### Try it
Below are records. Find each line in them that holds the word "unwrap" and copy it.
Study material Block Start
use super::{ce, ds, opcode, CtrlSeg, DataSeg, RdmaSeg, SwqeBb};

/// The 16-byte atomic segment: `swap_add` (holds the add operand for a
/// Fetch-and-Add) followed by `compare` (unused for Fetch-and-Add, must be
/// the swap operand, 0).
#[derive(Debug, Clone, Copy, PartialEq, Eq)]
pub struct AtomicSeg {
    /// The add operand for a Fetch-and-Add (the PRM's `swap_add` field).
    pub add: u64,
    /// The swap operand (the PRM's `compare` field); 0 for Fetch-and-Add.
    pub swap: u64,
}

impl AtomicSeg {
    /// Pack into the 16-byte wire representation.
    pub fn pack(&self) -> [u8; 16] {
        let mut out = [0u8; 16];
        out[0..8].copy_from_slice(&self.add.to_be_bytes());
        out[8..16].copy_from_slice(&self.swap.to_be_bytes());
        out
    }

    /// Write into `bb` at the given byte offset.
    pub fn write_into(&self, bb: &mut SwqeBb, offset: usize) {
        bb[offset..offset + 16].copy_from_slice(&self.pack());
    }
}

/// Format a Fetch-and-Add(1) WQE with completion enabled (CE = always),
/// discarding the fetched value into a dump-fill mkey. Mirrors
/// `ldo_dev_format_rdma_atomic_comp` in
/// `original_source/src/dpa/ldo_a2a_wqes.c`.
///
/// Occupies 4 octowords (control, RDMA, atomic, local data).
pub fn format_rdma_atomic_comp(
    bb: &mut SwqeBb,
    sq_pi: u32,
    qpn: u32,
    rkey: u32,
    raddr: u64,
    dump_fill_mkey: u32,
) {
    let ctrl = CtrlSeg {
        opcode_mod: 0,
        wqe_index: sq_pi as u16,
        opcode: opcode::ATOMIC_FETCH_AND_ADD as u8,
        qpn,
        ds: ds::ATOMIC_FETCH_AND_ADD as u8,
        ce: ce::CQE_ALWAYS,
    };
    ctrl.write_into(bb);

    RdmaSeg { rkey, raddr }.write_into(bb, 16);

    AtomicSeg { add: 1, swap: 0 }.write_into(bb, 32);

    // Fetched value is discarded: local data segment targets the dump-fill
    // mkey at address 0, sized for one 8-byte atomic result.
    DataSeg {
        byte_count: 8,
        lkey: dump_fill_mkey,
        addr: 0,
    }
    .write_into(bb, 48);
}

#[cfg(test)]
mod tests {
    use super::*;
    use crate::wqe::CtrlSeg as Ctrl;

    #[test]
    fn atomic_wqe_has_expected_control_fields() {
        let mut bb: SwqeBb = [0; 64];
        format_rdma_atomic_comp(&mut bb, 9, 0x22, 0xabcd, 0x3000, 0x55);

        let ctrl = Ctrl::unpack(bb[0..16].try_into().unwrap());
        assert_eq!(ctrl.opcode, opcode::ATOMIC_FETCH_AND_ADD as u8);
        assert_eq!(ctrl.ds, ds::ATOMIC_FETCH_AND_ADD as u8);
        assert_eq!(ctrl.ce, ce::CQE_ALWAYS);
    }

    #[test]
    fn atomic_wqe_encodes_add_one_swap_zero() {
        let mut bb: SwqeBb = [0; 64];
        format_rdma_atomic_comp(&mut bb, 0, 1, 1, 0, 0xdead);

        assert_eq!(u64::from_be_bytes(bb[32..40].try_into().unwrap()), 1);
        assert_eq!(u64::from_be_bytes(bb[40..48].try_into().unwrap()), 0);
    }

    #[test]
    fn atomic_wqe_data_seg_targets_dump_fill_mkey() {
        let mut bb: SwqeBb = [0; 64];
        format_rdma_atomic_comp(&mut bb, 0, 1, 1, 0, 0x7777_7777);

        assert_eq!(u32::from_be_bytes(bb[48..52].try_into().unwrap()), 8);
        assert_eq!(
            u32::from_be_bytes(bb[52..56].try_into().unwrap()),
            0x7777_7777
        );
        assert_eq!(u64::from_be_bytes(bb[56..64].try_into().unwrap()), 0);
    }
}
Study material Block End
### Answer to this exercise
        let ctrl = Ctrl::unpack(bb[0..16].try_into().unwrap());
        assert_eq!(u64::from_be_bytes(bb[32..40].try_into().unwrap()), 1);
        assert_eq!(u64::from_be_bytes(bb[40..48].try_into().unwrap()), 0);
        assert_eq!(u32::from_be_bytes(bb[48..52].try_into().unwrap()), 8);
            u32::from_be_bytes(bb[52..56].try_into().unwrap()),
        assert_eq!(u64::from_be_bytes(bb[56..64].try_into().unwrap()), 0);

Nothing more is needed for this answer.